Ian: “We’d better cut you off here, Charlie. We criticize by category, not by name.”

Tobias: “Longevity in nature, just like investing, comes down to survival. Mole rats are built to last and that’s what every great investor should aim for, durability. It’s why we focus on businesses with strong motes and avoid chasing fads.”

Jake: “Yeah. You know, Charlie, their longevity is tied to their cellular resilience. They’ve developed unique DNA repair mechanisms which prevents and protects them from cancer and age-related diseases.”

Ian: “That sounds like Coca Cola. Durable, steady and beloved, no matter the environment. Cases sold goes up, share count goes down.”

Jake: “Mole rats thrive underground in some of the harshest conditions imaginable. Low oxygen, scarce food, high acidity. They’ve evolved to conserve energy and share resources efficiently, ensuring the colony survives. Mole rats store food in underground caches for the lean times.”

Ian: “We do the same thing, but with gobs of cash.”

Tobias: “I celebrate frugality in all its forms. As Ben Franklin said, ‘A penny saved is a penny earned. The name of the game is conserving capital, avoiding stupid risks and focusing on quality.’ Mole rats don’t waste resources going for minutes without oxygen.”

Ian: “Cash is the oxygen in a business. When it’s around, you don’t notice it. But as soon as it’s gone, it’s the only thing you notice.”

Jake: “You know, living underground, mole rats can tolerate extreme heat.”
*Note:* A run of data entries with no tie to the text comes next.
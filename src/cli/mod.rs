//! Command Line Interface (CLI) layer for NDVIPRO.
//!
//! Defines argument parsing (`args`), CLI error types (`errors`) and the
//! orchestration logic (`runner`): extract the tile's bands from its HDF5
//! container, then render the full-scene and cropped products.
//!
//! To embed NDVIPRO in another application, use `ndvipro::api` instead.
pub mod args;
pub mod errors;
pub mod runner;

pub use args::CliArgs;
pub use runner::run;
Ian: “Ah, like a value investor in an overheated market like 1999. They don’t let the outside temperature get them overly excited. I regularly have to check Charlie for a pause. He’s such a hyperkinetic fellow.”

Tobias: Munger makes a face for those people listening at home.”

[laughter]

Ian: Do we still have an audience?

Jake: “Yeah. No, everyone hung up by now. “Mole rats use social behavior as another standout trait. Each colony is highly organized with the queen, workers and soldiers. Every individual has a specific role, and they collaborate to keep the colony functioning.”
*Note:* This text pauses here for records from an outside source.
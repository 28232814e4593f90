//! Extraction of named arrays from structured containers (HDF5, netCDF)
//! into the raw u16 tiles the decoder consumes.
use std::path::{Path, PathBuf};

use gdal::raster::GdalDataType;
use gdal::{Dataset, Metadata};
use ndarray::Array2;
use tracing::{debug, info, warn};

use crate::error::{Error, Result};
use crate::io::raw::write_raw_u16;

/// Anything that can hand out a named 2-D array as u16.
pub trait ArraySource {
    /// Path of the container, for messages.
    fn location(&self) -> &Path;

    /// Read `dataset` converted to u16, or `Error::DatasetNotFound` if absent.
    fn read_u16(&self, dataset: &str) -> Result<Array2<u16>>;
}

/// GDAL-backed container: HDF5 and netCDF arrays are exposed as subdatasets.
#[derive(Debug)]
pub struct GdalContainer {
    path: PathBuf,
    subdatasets: Vec<String>,
}

/// Pick the subdataset whose name ends with `dataset`.
///
/// GDAL names HDF5 arrays `HDF5:"file.h5"://Group/Array` and netCDF variables
/// `NETCDF:"file.nc":var`; a leading `/` on `dataset` is ignored.
pub fn find_subdataset<'a>(names: &'a [String], dataset: &str) -> Option<&'a str> {
    let wanted = dataset.trim_start_matches('/');
    if wanted.is_empty() {
        return None;
    }
    let hdf5_suffix = format!("://{}", wanted);
    let nc_suffix = format!("\":{}", wanted);
    names
        .iter()
        .find(|name| name.ends_with(&hdf5_suffix) || name.ends_with(&nc_suffix))
        .map(String::as_str)
}

impl GdalContainer {
    /// Open a container read-only and list its subdatasets.
    pub fn open<P: AsRef<Path>>(path: P) -> Result<Self> {
        let path = path.as_ref().to_path_buf();
        let dataset = Dataset::open(&path)?;
        // SUBDATASET_n_NAME=<gdal name>, SUBDATASET_n_DESC=<description>
        let subdatasets: Vec<String> = dataset
            .metadata_domain("SUBDATASETS")
            .unwrap_or_default()
            .into_iter()
            .filter_map(|entry| {
                let (key, val) = entry.split_once('=')?;
                key.ends_with("_NAME").then(|| val.to_string())
            })
            .collect();
        debug!("{:?}: {} subdatasets", path, subdatasets.len());
        Ok(Self { path, subdatasets })
    }
}

/// Read the single band of an opened array as u16.
fn read_band_u16(ds: &Dataset, dataset: &str) -> Result<Array2<u16>> {
    if ds.raster_count() != 1 {
        return Err(Error::UnsupportedFormat(format!(
            "{} has {} bands, expected a single 2-D array",
            dataset,
            ds.raster_count()
        )));
    }
    let band = ds.rasterband(1)?;
    let native = band.band_type();
    if native != GdalDataType::UInt16 {
        // GDAL rounds and saturates to [0, 65535] during the conversion
        warn!(
            "{} is stored as {:?}; converting to UInt16 with saturation",
            dataset, native
        );
    }
    let (cols, rows) = ds.raster_size();
    let buf = band.read_as::<u16>((0, 0), (cols, rows), (cols, rows), None)?;
    Array2::from_shape_vec((rows, cols), buf.data().to_vec())
        .map_err(|e| Error::UnsupportedFormat(e.to_string()))
}

impl ArraySource for GdalContainer {
    fn location(&self) -> &Path {
        &self.path
    }

    fn read_u16(&self, dataset: &str) -> Result<Array2<u16>> {
        let name = find_subdataset(&self.subdatasets, dataset).ok_or_else(|| {
            Error::DatasetNotFound {
                container: self.path.clone(),
                dataset: dataset.to_string(),
            }
        })?;
        let ds = Dataset::open(Path::new(name))?;
        read_band_u16(&ds, dataset)
    }
}

/// What an extraction did.
#[derive(Debug, Clone, Copy, PartialEq, Eq)]
pub enum ExtractOutcome {
    Written { elements: usize, bytes: usize },
    NotFound,
}

/// Copy `dataset` out of `source` into `output` as raw little-endian u16.
///
/// A missing dataset is reported and skipped: no file is written and the
/// result is `Ok(ExtractOutcome::NotFound)`. Any other failure propagates.
pub fn extract_and_save_to_raw<S: ArraySource>(
    source: &S,
    dataset: &str,
    output: &Path,
) -> Result<ExtractOutcome> {
    match source.read_u16(dataset) {
        Ok(array) => {
            let bytes = write_raw_u16(output, &array)?;
            info!(
                "Dataset '{}' saved to {:?} in little-endian format",
                dataset, output
            );
            Ok(ExtractOutcome::Written {
                elements: array.len(),
                bytes,
            })
        }
        Err(Error::DatasetNotFound { dataset, .. }) => {
            info!("Dataset '{}' not found in {:?}", dataset, source.location());
            Ok(ExtractOutcome::NotFound)
        }
        Err(e) => Err(e),
    }
}

/// Open `container` with GDAL and extract one dataset.
pub fn extract_dataset(container: &Path, dataset: &str, output: &Path) -> Result<ExtractOutcome> {
    let source = GdalContainer::open(container)?;
    extract_and_save_to_raw(&source, dataset, output)
}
Tobias: “Well, as Adam Smith taught us with his Pin Factory, ‘Specialization is also how humans have created so much material wealth.’”

Ian: “There are more synergies in a mole rat colony than there are in corporate America’s M&A.”

Jake: “Here’s another fascinating fact. Mole rats are nearly insensitive to pain. They don’t feel the effect of the acidic environment.”

Tobias: “That’s an enviable trait for an investor. If you can’t stomach a 50% drawdown with some equanimity, you don’t deserve equity like returns. I remember Warren in 1973. He wasn’t feeling the pain. In fact, he was like a kid in a candy store.”

Ian: “I think the analogy I used was an oversexed man in a whorehouse, but Charlie is usually the one using colorful language. So, Nathan, should all investors be taking mole rats as their new spirit animals?”

Jake: “Well, maybe. But at the very least, they remind us that survival, resilience and adaptability are universal principles, whether you’re a rodent or an investor.”

Tobias: I have nothing to add and seen.

Jake: All right. I appreciate you guys for humoring me on this. This was probably a terrible idea. Honestly, the show, if I’m not keeping myself a little entertained, then what’s the point? So, I appreciate– [crosstalk]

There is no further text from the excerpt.